Venetoclax in biomarker‐selected multiple myeloma patients: Impact of exposure on clinical efficacy and safety

Abstract

AbstractVenetoclax, a potent BCL‐2 inhibitor, is currently under development for treatment of t(11;14) Multiple myeloma (MM). The objective of this research was to investigate the exposure–response relationships of venetoclax for a phase 1/2 study evaluating venetoclax monotherapy or in combination with dexamethasone in relapsed or refractory MM. A total of 117 patients receiving venetoclax at 300, 600, 800, 900, or 1200 mg were included in the analysis. The impact of venetoclax exposures on efficacy (objective response rate [ORR], progression‐free survival [PFS] and overall survival [OS]) as well as safety (treatment‐emergent adverse effects (grade ≥3) of neutropenia, infection, and any grade of serious treatment‐emergent adverse effects) was evaluated.
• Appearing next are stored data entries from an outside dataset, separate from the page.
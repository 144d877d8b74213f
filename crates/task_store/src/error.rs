//! Task store error types.

use entities::ValidationError;
use thiserror::Error;

/// Errors that can occur during task store operations.
#[derive(Debug, Error)]
pub enum TaskStoreError {
    /// Entity not found.
    #[error("{entity_type} not found: {id}")]
    NotFound {
        entity_type: &'static str,
        id: String,
    },

    /// A record violated a schema constraint.
    #[error(transparent)]
    Validation(#[from] ValidationError),

    /// Database error.
    #[error("Database error: {0}")]
    Database(#[from] sqlx::Error),

    /// A stored value could not be mapped back onto the entity.
    #[error("Corrupt {column} value: {value}")]
    Corrupt { column: &'static str, value: String },
}

impl TaskStoreError {
    /// Creates a not found error.
    pub fn not_found(entity_type: &'static str, id: impl Into<String>) -> Self {
        Self::NotFound {
            entity_type,
            id: id.into(),
        }
    }

    /// Returns true if this is a not found error.
    pub fn is_not_found(&self) -> bool {
        matches!(self, Self::NotFound { .. })
    }
}

/// Result type for task store operations.
pub type TaskStoreResult<T> = Result<T, TaskStoreError>;
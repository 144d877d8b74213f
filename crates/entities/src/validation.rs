//! Schema constraints for task records.

use thiserror::Error;

/// Maximum title length, in characters.
pub const TITLE_MAX_CHARS: usize = 100;

/// Maximum description length, in characters.
pub const DESCRIPTION_MAX_CHARS: usize = 500;

/// A task payload violated a schema constraint.
#[derive(Debug, Clone, PartialEq, Eq, Error)]
pub enum ValidationError {
    /// Title missing, empty, or whitespace only.
    #[error("Task title is required")]
    TitleRequired,

    /// Title longer than [`TITLE_MAX_CHARS`].
    #[error("Task title cannot exceed 100 characters")]
    TitleTooLong,

    /// Description longer than [`DESCRIPTION_MAX_CHARS`].
    #[error("Task description cannot exceed 500 characters")]
    DescriptionTooLong,

    /// Status explicitly set to null.
    #[error("Task status is required")]
    StatusRequired,

    /// Priority explicitly set to null.
    #[error("Task priority is required")]
    PriorityRequired,

    /// Status outside the fixed enumeration.
    #[error("Status must be pending, in_progress or done")]
    InvalidStatus(String),

    /// Priority outside the fixed enumeration.
    #[error("Priority must be low, medium or high")]
    InvalidPriority(String),
}

/// Checks the title constraint.
pub fn validate_title(title: Option<&str>) -> Result<(), ValidationError> {
    let title = title.ok_or(ValidationError::TitleRequired)?;
    if title.trim().is_empty() {
        return Err(ValidationError::TitleRequired);
    }
    if title.chars().count() > TITLE_MAX_CHARS {
        return Err(ValidationError::TitleTooLong);
    }
    Ok(())
}

/// Checks the description constraint.
pub fn validate_description(description: Option<&str>) -> Result<(), ValidationError> {
    match description {
        Some(text) if text.chars().count() > DESCRIPTION_MAX_CHARS => {
            Err(ValidationError::DescriptionTooLong)
        }
        _ => Ok(()),
    }
}
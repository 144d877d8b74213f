//! Task store trait definitions.

use async_trait::async_trait;
use entities::{NewTask, Task, TaskPriority, TaskStatus, TaskUpdate};
use uuid::Uuid;

use crate::TaskStoreResult;

/// Filter options for listing tasks. Every set field must match exactly.
#[derive(Debug, Clone, Copy, Default, PartialEq, Eq)]
pub struct TaskFilter {
    /// Filter by status.
    pub status: Option<TaskStatus>,
    /// Filter by priority.
    pub priority: Option<TaskPriority>,
}

impl TaskFilter {
    /// Creates a new empty filter.
    pub fn new() -> Self {
        Self::default()
    }

    /// Filters by status.
    pub fn with_status(mut self, status: TaskStatus) -> Self {
        self.status = Some(status);
        self
    }

    /// Filters by priority.
    pub fn with_priority(mut self, priority: TaskPriority) -> Self {
        self.priority = Some(priority);
        self
    }

    /// Returns true if the task satisfies every set field.
    pub fn matches(&self, task: &Task) -> bool {
        self.status.is_none_or(|s| task.status == s)
            && self.priority.is_none_or(|p| task.priority == p)
    }
}

/// Trait for task storage operations.
#[async_trait]
pub trait TaskStore: Send + Sync {
    /// Validates the payload and stores a new task with a fresh id.
    async fn create_task(&self, task: NewTask) -> TaskStoreResult<Task>;

    /// Gets a task by ID.
    async fn get_task(&self, id: Uuid) -> TaskStoreResult<Option<Task>>;

    /// Lists tasks matching the filter, newest first.
    async fn list_tasks(&self, filter: TaskFilter) -> TaskStoreResult<Vec<Task>>;

    /// Applies a partial update and returns the stored result.
    async fn update_task(&self, id: Uuid, update: TaskUpdate) -> TaskStoreResult<Task>;

    /// Deletes a task.
    async fn delete_task(&self, id: Uuid) -> TaskStoreResult<()>;
}
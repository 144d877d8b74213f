//! API endpoints.

pub mod task;

use std::sync::Arc;

use axum::{
    Json, Router,
    routing::{get, patch},
};
use serde_json::{Value, json};
use task_store::TaskStore;

use crate::state::AppState;

/// Creates the API router with all endpoints.
pub fn create_router<S: TaskStore + 'static>() -> Router<Arc<AppState<S>>> {
    Router::new()
        // Task endpoints
        .route("/api/tasks", get(task::list_tasks).post(task::create_task))
        .route(
            "/api/tasks/:id",
            get(task::get_task)
                .put(task::update_task)
                .delete(task::delete_task),
        )
        .route("/api/tasks/:id/status", patch(task::update_task_status))
        // Liveness
        .route("/", get(index))
        .route("/health", get(health_check))
}

/// Root endpoint.
async fn index() -> Json<Value> {
    Json(json!({ "message": "Task API running" }))
}

/// Health check endpoint.
async fn health_check() -> &'static str {
    "OK"
}
//! CLI command handlers. Each returns the text to print.


use quickpanel_core::config::ConfigSource;
use quickpanel_i18n::{entries, languages, lookup, translate, FALLBACK_LANGUAGE};
use std::collections::BTreeMap;
use tracing::debug;

/// Which step of the fallback chain produced a translation.
#[derive(Debug, Clone, Copy, PartialEq, Eq)]
pub enum Resolution {
    /// The requested language.
    Stored,
    /// The English variant.
    English,
    /// No entry; the key itself.
    Key,
}

/// Classify how `key` resolves in `lang`.
pub fn resolution(key: &str, lang: &str) -> Resolution {
    match lookup(key) {
        None => Resolution::Key,
        Some(entry) if entry.get(lang).is_some() => Resolution::Stored,
        Some(entry) if entry.get(FALLBACK_LANGUAGE).is_some() => Resolution::English,
        Some(_) => Resolution::Key,
    }
}

/// Translate `words` (joined by spaces) into `lang`.
pub fn handle_translate(words: &[String], lang: &str) -> String {
    let key = words.join(" ");
    match resolution(&key, lang) {
        Resolution::Stored => {}
        Resolution::English => {
            debug!("no '{lang}' variant for '{key}', using {FALLBACK_LANGUAGE}")
        }
        Resolution::Key => debug!("no translation for '{key}', returning key"),
    }
    translate(&key, lang).to_string()
}

/// Describe where the configuration came from, for the startup log.
pub fn config_status(path: &str, source: ConfigSource) -> String {
    match source {
        ConfigSource::File => format!("loaded config from {path}"),
        ConfigSource::Defaults => format!("Config file not found at {path}, using defaults"),
    }
}

/// List every key with the languages it is available in.
pub fn handle_keys() -> String {
    let mut out = String::new();
    for entry in entries() {
        let langs: Vec<&str> = entry.languages().collect();
        out.push_str(&format!("{}  [{}]\n", entry.key, langs.join(", ")));
    }
    out
}

/// Dump the table as `{ key: { language: text } }` JSON.
pub fn handle_keys_json() -> anyhow::Result<String> {
    let table: BTreeMap<&str, BTreeMap<&str, &str>> = entries()
        .iter()
        .map(|entry| (entry.key, entry.variants.iter().copied().collect()))
        .collect();
    Ok(serde_json::to_string_pretty(&table)?)
}

/// List language codes present in the table.
pub fn handle_languages() -> String {
    let mut out = languages().join("\n");
    out.push('\n');
    out
}

/// Validate the built-in table.
pub fn handle_check() -> anyhow::Result<String> {
    quickpanel_i18n::validate(entries())?;
    Ok(format!(
        "{} keys, {} languages: ok\n",
        entries().len(),
        languages().len()
    ))
}
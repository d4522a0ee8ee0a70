//! The built-in translation table.
//!
//! Every entry carries `ru`, `cs` and `en`. New keys need at least an `en`
//! variant; `validate` enforces that in tests.

/// One translatable label and its localized variants.
#[derive(Debug, Clone, Copy, PartialEq, Eq)]
pub struct Entry {
    /// Identifier the UI asks for, e.g. `"Network"`.
    pub key: &'static str,
    /// `(language code, text)` pairs.
    pub variants: &'static [(&'static str, &'static str)],
}

impl Entry {
    /// The non-empty variant for `language`, if any.
    pub fn get(&self, language: &str) -> Option<&'static str> {
        self.variants
            .iter()
            .find(|(code, text)| *code == language && !text.is_empty())
            .map(|(_, text)| *text)
    }

    /// Language codes listed for this entry, in table order.
    pub fn languages(&self) -> impl Iterator<Item = &'static str> {
        self.variants.iter().map(|(code, _)| *code)
    }
}

const TABLE: &[Entry] = &[
    Entry {
        key: "Network",
        variants: &[("ru", "Сеть"), ("cs", "Síť"), ("en", "Network")],
    },
    Entry {
        key: "On",
        variants: &[("ru", "Вкл"), ("cs", "Zapnuto"), ("en", "On")],
    },
    Entry {
        key: "Off",
        variants: &[("ru", "Выкл"), ("cs", "Vypnuto"), ("en", "Off")],
    },
    Entry {
        key: "Not Connected",
        variants: &[
            ("ru", "Не подключено"),
            ("cs", "Nepřipojeno"),
            ("en", "Not Connected"),
        ],
    },
    Entry {
        key: "Bluetooth",
        variants: &[("ru", "Bluetooth"), ("cs", "Bluetooth"), ("en", "Bluetooth")],
    },
    Entry {
        key: "Screenshot",
        variants: &[
            ("ru", "Снимок экрана"),
            ("cs", "Snímek obrazovky"),
            ("en", "Screenshot"),
        ],
    },
    Entry {
        key: "Night Light",
        variants: &[
            ("ru", "Ночной режим"),
            ("cs", "Noční osvětlení"),
            ("en", "Night Light"),
        ],
    },
    Entry {
        key: "Unmute",
        variants: &[
            ("ru", "Включить звук"),
            ("cs", "Zapnout zvuk"),
            ("en", "Unmute"),
        ],
    },
    Entry {
        key: "Mute",
        variants: &[
            ("ru", "Выключить звук"),
            ("cs", "Ztlumit zvuk"),
            ("en", "Mute"),
        ],
    },
    Entry {
        key: "Terminal",
        variants: &[("ru", "Терминал"), ("cs", "Terminál"), ("en", "Terminal")],
    },
    Entry {
        key: "No media playing",
        variants: &[
            ("ru", "Ничего не воспроизводится..."),
            ("cs", "Žádné přehrávání médií..."),
            ("en", "No media playing..."),
        ],
    },
];

/// The full table, in declaration order.
pub fn entries() -> &'static [Entry] {
    TABLE
}

/// The entry for `key`, if the table has one.
pub fn lookup(key: &str) -> Option<&'static Entry> {
    TABLE.iter().find(|entry| entry.key == key)
}

/// Every key, in declaration order.
pub fn keys() -> impl Iterator<Item = &'static str> {
    TABLE.iter().map(|entry| entry.key)
}

/// Sorted, de-duplicated language codes used anywhere in the table.
pub fn languages() -> Vec<&'static str> {
    let mut codes: Vec<&'static str> = TABLE.iter().flat_map(Entry::languages).collect();
    codes.sort_unstable();
    codes.dedup();
    codes
}
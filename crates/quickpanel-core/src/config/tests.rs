use super::*;

#[test]
fn test_panel_config_default() {
    let panel = PanelConfig::default();
    assert_eq!(panel.language, "en");
    assert_eq!(panel.log_level, "info");
}

#[test]
fn test_panel_config_from_toml() {
    let toml_str = r#"
        [panel]
        language = "ru"
        log_level = "debug"
    "#;
    let cfg: Config = toml::from_str(toml_str).unwrap();
    assert_eq!(cfg.panel.language, "ru");
    assert_eq!(cfg.panel.log_level, "debug");
}

#[test]
fn test_panel_config_default_when_missing() {
    let cfg: Config = toml::from_str("").unwrap();
    assert_eq!(cfg.panel.language, "en");
    assert_eq!(cfg.panel.log_level, "info");

    let cfg: Config = toml::from_str("[panel]\nlanguage = \"cs\"\n").unwrap();
    assert_eq!(cfg.panel.language, "cs");
    assert_eq!(cfg.panel.log_level, "info");
}

#[test]
fn test_load_missing_file_uses_defaults() {
    let tmp = std::env::temp_dir().join("__quickpanel_test_missing_config__.toml");
    let _ = std::fs::remove_file(&tmp);

    let (cfg, source) = load(tmp.to_str().unwrap()).unwrap();
    assert_eq!(source, ConfigSource::Defaults);
    assert_eq!(cfg.panel.language, "en");
    assert_eq!(cfg.panel.log_level, "info");
}

#[test]
fn test_load_reads_file() {
    let tmp = std::env::temp_dir().join("__quickpanel_test_load_config__.toml");
    std::fs::write(&tmp, "[panel]\nlanguage = \"ru\"\n").unwrap();

    let (cfg, source) = load(tmp.to_str().unwrap()).unwrap();
    assert_eq!(source, ConfigSource::File);
    assert_eq!(cfg.panel.language, "ru");
    assert_eq!(cfg.panel.log_level, "info");

    let _ = std::fs::remove_file(&tmp);
}

#[test]
fn test_load_malformed_file_is_config_error() {
    let tmp = std::env::temp_dir().join("__quickpanel_test_bad_config__.toml");
    std::fs::write(&tmp, "[panel\nlanguage = ").unwrap();

    let err = load(tmp.to_str().unwrap()).unwrap_err();
    assert!(
        matches!(err, QuickpanelError::Config(ref msg) if msg.contains("failed to parse")),
        "unexpected error: {err}"
    );

    let _ = std::fs::remove_file(&tmp);
}

#[test]
fn test_load_unreadable_path_is_io_error() {
    let tmp = std::env::temp_dir().join("__quickpanel_test_config_dir__");
    let _ = std::fs::create_dir_all(&tmp);

    // A directory exists but cannot be read as a file.
    let err = load(tmp.to_str().unwrap()).unwrap_err();
    assert!(
        matches!(err, QuickpanelError::Io(_)),
        "unexpected error: {err}"
    );
    assert!(err.to_string().starts_with("io error:"));

    let _ = std::fs::remove_dir_all(&tmp);
}
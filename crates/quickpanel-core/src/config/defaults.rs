//! Default value functions used by serde for config deserialization.

pub fn default_language() -> String {
    "en".to_string()
}

pub fn default_log_level() -> String {
    "info".to_string()
}
mod defaults;

#[cfg(test)]
mod tests;

use serde::{Deserialize, Serialize};
use std::path::Path;

use crate::error::QuickpanelError;
use defaults::*;

/// Top-level quickpanel configuration.
#[derive(Debug, Clone, Default, Serialize, Deserialize)]
pub struct Config {
    #[serde(default)]
    pub panel: PanelConfig,
}

/// Panel display settings.
#[derive(Debug, Clone, Serialize, Deserialize)]
pub struct PanelConfig {
    /// Language code used when none is given on the command line.
    #[serde(default = "default_language")]
    pub language: String,
    /// Log filter used when `RUST_LOG` is unset.
    #[serde(default = "default_log_level")]
    pub log_level: String,
}

impl Default for PanelConfig {
    fn default() -> Self {
        Self {
            language: default_language(),
            log_level: default_log_level(),
        }
    }
}

/// Where [`load`] took the configuration from.
#[derive(Debug, Clone, Copy, PartialEq, Eq)]
pub enum ConfigSource {
    /// Parsed from the given file.
    File,
    /// The file does not exist; defaults were used.
    Defaults,
}

/// Load configuration from a TOML file.
///
/// Falls back to defaults if the file does not exist; the returned
/// [`ConfigSource`] says which happened.
pub fn load(path: &str) -> Result<(Config, ConfigSource), QuickpanelError> {
    let path = Path::new(path);
    if !path.exists() {
        return Ok((Config::default(), ConfigSource::Defaults));
    }

    let content = std::fs::read_to_string(path)?;

    let config: Config = toml::from_str(&content)
        .map_err(|e| QuickpanelError::Config(format!("failed to parse config: {}", e)))?;

    Ok((config, ConfigSource::File))
}
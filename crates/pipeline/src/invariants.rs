//! Pipeline invariant checks
//!
//! Runnable consistency checks over the persisted pipeline state. Useful
//! after a webhook replay or an incident. Checks only read, never write.

use serde::{Deserialize, Serialize};
use sqlx::PgPool;
use time::OffsetDateTime;
use uuid::Uuid;

use crate::error::PipelineResult;

/// A single detected inconsistency.
#[derive(Debug, Clone, Serialize, Deserialize)]
pub struct InvariantViolation {
    /// Which invariant was violated
    pub invariant: String,
    /// Rows affected
    pub ids: Vec<Uuid>,
    /// Human-readable description of the violation
    pub description: String,
    /// Severity level
    pub severity: ViolationSeverity,
}

/// Severity of an invariant violation
#[derive(Debug, Clone, Copy, PartialEq, Eq, Serialize, Deserialize)]
pub enum ViolationSeverity {
    /// Money may be in the wrong place
    Critical,
    /// Data inconsistency that needs attention
    High,
    /// Potential issue, should investigate
    Medium,
}

impl std::fmt::Display for ViolationSeverity {
    fn fmt(&self, f: &mut std::fmt::Formatter<'_>) -> std::fmt::Result {
        match self {
            ViolationSeverity::Critical => write!(f, "CRITICAL"),
            ViolationSeverity::High => write!(f, "HIGH"),
            ViolationSeverity::Medium => write!(f, "MEDIUM"),
        }
    }
}

/// Summary of a full check run.
#[derive(Debug, Clone, Serialize, Deserialize)]
pub struct InvariantCheckSummary {
    #[serde(with = "time::serde::rfc3339")]
    pub checked_at: OffsetDateTime,
    pub checks_run: usize,
    pub checks_failed: usize,
    pub violations: Vec<InvariantViolation>,
    pub healthy: bool,
}

/// Read-only consistency checker for the pipeline tables.
#[derive(Clone)]
pub struct InvariantChecker {
    pool: PgPool,
}

impl InvariantChecker {
    pub fn new(pool: PgPool) -> Self {
        Self { pool }
    }

    /// Run every check and summarize.
    pub async fn check_all(&self) -> PipelineResult<InvariantCheckSummary> {
        let mut violations = Vec::new();
        let checks_run = 4;

        violations.extend(self.check_bookings_have_contacts().await?);
        violations.extend(self.check_refunded_payments_have_refund_id().await?);
        violations.extend(self.check_refunded_payment_not_accepted_booking().await?);
        violations.extend(self.check_analytics_queue_not_stalled().await?);

        let checks_failed = violations.len().min(checks_run);

        Ok(InvariantCheckSummary {
            checked_at: OffsetDateTime::now_utc(),
            checks_run,
            checks_failed,
            healthy: violations.is_empty(),
            violations,
        })
    }

    /// Every booking must have at least one organizer and one attendee row.
    /// A bare booking means the materializer's transaction was somehow split.
    async fn check_bookings_have_contacts(&self) -> PipelineResult<Vec<InvariantViolation>> {
        let rows: Vec<(Uuid,)> = sqlx::query_as(
            r#"
            SELECT b.id FROM bookings b
            WHERE NOT EXISTS (SELECT 1 FROM booking_organizers o WHERE o.booking_id = b.id)
               OR NOT EXISTS (SELECT 1 FROM booking_attendees a WHERE a.booking_id = b.id)
            "#,
        )
        .fetch_all(&self.pool)
        .await?;

        if rows.is_empty() {
            return Ok(vec![]);
        }

        Ok(vec![InvariantViolation {
            invariant: "bookings_have_contacts".to_string(),
            ids: rows.into_iter().map(|(id,)| id).collect(),
            description: "bookings exist without an organizer or attendee snapshot".to_string(),
            severity: ViolationSeverity::Critical,
        }])
    }

    /// A payment marked refunded must carry the provider's refund id.
    async fn check_refunded_payments_have_refund_id(
        &self,
    ) -> PipelineResult<Vec<InvariantViolation>> {
        let rows: Vec<(Uuid,)> = sqlx::query_as(
            "SELECT id FROM payments WHERE status = 'refunded' AND stripe_refund_id IS NULL",
        )
        .fetch_all(&self.pool)
        .await?;

        if rows.is_empty() {
            return Ok(vec![]);
        }

        Ok(vec![InvariantViolation {
            invariant: "refunded_payments_have_refund_id".to_string(),
            ids: rows.into_iter().map(|(id,)| id).collect(),
            description: "payments marked refunded without a refund id".to_string(),
            severity: ViolationSeverity::High,
        }])
    }

    /// A refund compensates a booking that never happened; an ACCEPTED
    /// booking pointing at a refunded payment means both paths ran.
    async fn check_refunded_payment_not_accepted_booking(
        &self,
    ) -> PipelineResult<Vec<InvariantViolation>> {
        let rows: Vec<(Uuid,)> = sqlx::query_as(
            r#"
            SELECT b.id FROM bookings b
            JOIN payments p ON b.payment_id = p.id
            WHERE p.status = 'refunded' AND b.status = 'ACCEPTED'
            "#,
        )
        .fetch_all(&self.pool)
        .await?;

        if rows.is_empty() {
            return Ok(vec![]);
        }

        Ok(vec![InvariantViolation {
            invariant: "refunded_payment_not_accepted_booking".to_string(),
            ids: rows.into_iter().map(|(id,)| id).collect(),
            description: "accepted bookings reference refunded payments".to_string(),
            severity: ViolationSeverity::Critical,
        }])
    }

    /// Unprocessed analytics events older than a week mean the reducer has
    /// not been running.
    async fn check_analytics_queue_not_stalled(&self) -> PipelineResult<Vec<InvariantViolation>> {
        let rows: Vec<(Uuid,)> = sqlx::query_as(
            r#"
            SELECT id FROM analytics_events
            WHERE processed = FALSE AND created_at < NOW() - INTERVAL '7 days'
            LIMIT 100
            "#,
        )
        .fetch_all(&self.pool)
        .await?;

        if rows.is_empty() {
            return Ok(vec![]);
        }

        Ok(vec![InvariantViolation {
            invariant: "analytics_queue_not_stalled".to_string(),
            ids: rows.into_iter().map(|(id,)| id).collect(),
            description: "unprocessed analytics events older than 7 days".to_string(),
            severity: ViolationSeverity::Medium,
        }])
    }
}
In the t(11;14)‐positive subpopulation, venetoclax exposure relationships to PFS and OS indicated a trend of longer PFS and OS with higher exposures. Moreover, logistic regression analyses for clinical response (ORR and ≥VGPR rate) demonstrated a statistically significant (p < 0.05) relationship with exposure. Evaluation of the exposure‐safety relationships demonstrated a lack of a relationship between venetoclax exposures (AUCavg) and grade ≥3 infections, grade ≥3 neutropenia, grade ≥3 treatment‐emergent adverse events or any grade serious treatment‐emergent adverse events. These findings support further study of venetoclax at 800 mg QD dose in combination with dexamethasone in the t(11;14)‐positive patient population where increased efficacy was observed without an increase in safety events.Clinical Trial: NCT01794520 registered 20 February 2013.